RECORDED DATA
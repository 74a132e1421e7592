//! BingX REST API clients.
//!
//! Two clients share one request pipeline:
//!
//! - [`BingxClient`] suspends the calling task on I/O
//! - [`BlockingBingxClient`] blocks the calling thread
//!
//! Both are built from [`BingxClientBuilder`], start disconnected, and expose
//! the same surface: a low-level [`RequestSpec`] entry point, `get`/`post`/
//! `put`/`delete` shortcuts, and the typed endpoint methods defined in
//! [`crate::account`], [`crate::spot`] and [`crate::swap`].

mod blocking;
mod client;
mod decode;
mod endpoint;
pub mod endpoints;
mod executor;
mod request;
mod session;
mod transport;

pub use blocking::BlockingBingxClient;
pub use client::{BingxClient, BingxClientBuilder, DEFAULT_CACHE_TTL};
pub use decode::{Decoded, decode, validate};
pub use endpoint::Endpoint;
pub(crate) use endpoint::facade;
pub use request::{Method, Params, RequestSpec, SignatureOverride};
pub use session::{Lifecycle, Session};
pub use transport::{
    AsyncTransport, BlockingTransport, DEFAULT_TIMEOUT, DispatchMode, PreparedRequest, RawResponse,
    Transport, TransportSettings,
};
//! BingX REST API endpoint constants.

/// Base URL for the BingX REST API.
pub const BINGX_BASE_URL: &str = "https://open-api.bingx.com";

/// Base URL for BingX demo trading (virtual funds).
pub const BINGX_DEMO_BASE_URL: &str = "https://open-api-vst.bingx.com";

/// Header carrying the API key on signed requests.
pub const API_KEY_HEADER: &str = "X-BX-APIKEY";

/// Account and API key endpoints.
pub mod account {
    /// Generate, extend or delete a user data stream listen key.
    pub const USER_DATA_STREAM: &str = "/openApi/user/auth/userDataStream";
    /// Query API key permissions.
    pub const API_PERMISSIONS: &str = "/openApi/v1/account/apiPermissions";
    /// Query API key restrictions.
    pub const API_RESTRICTIONS: &str = "/openApi/v1/account/apiRestrictions";
}

/// Spot trading endpoints.
pub mod spot {
    /// Spot trading symbols.
    pub const SYMBOLS: &str = "/openApi/spot/v1/common/symbols";
    /// Recent trades list.
    pub const TRADES: &str = "/openApi/spot/v1/market/trades";
    /// Spot account asset balances.
    pub const BALANCE: &str = "/openApi/spot/v1/account/balance";
}

/// USDT-M perpetual swap endpoints.
pub mod swap {
    /// Server time.
    pub const SERVER_TIME: &str = "/openApi/swap/v2/server/time";
    /// Perpetual contract symbols.
    pub const CONTRACTS: &str = "/openApi/swap/v2/quote/contracts";
    /// Latest price per symbol.
    pub const TICKER_PRICE: &str = "/openApi/swap/v1/ticker/price";
}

WHAT YOU NEED TO DO
Identify the lines in the entries that hold "session" and return each one.

ANSWER FOR THE TASK
mod session;
pub use session::{Lifecycle, Session};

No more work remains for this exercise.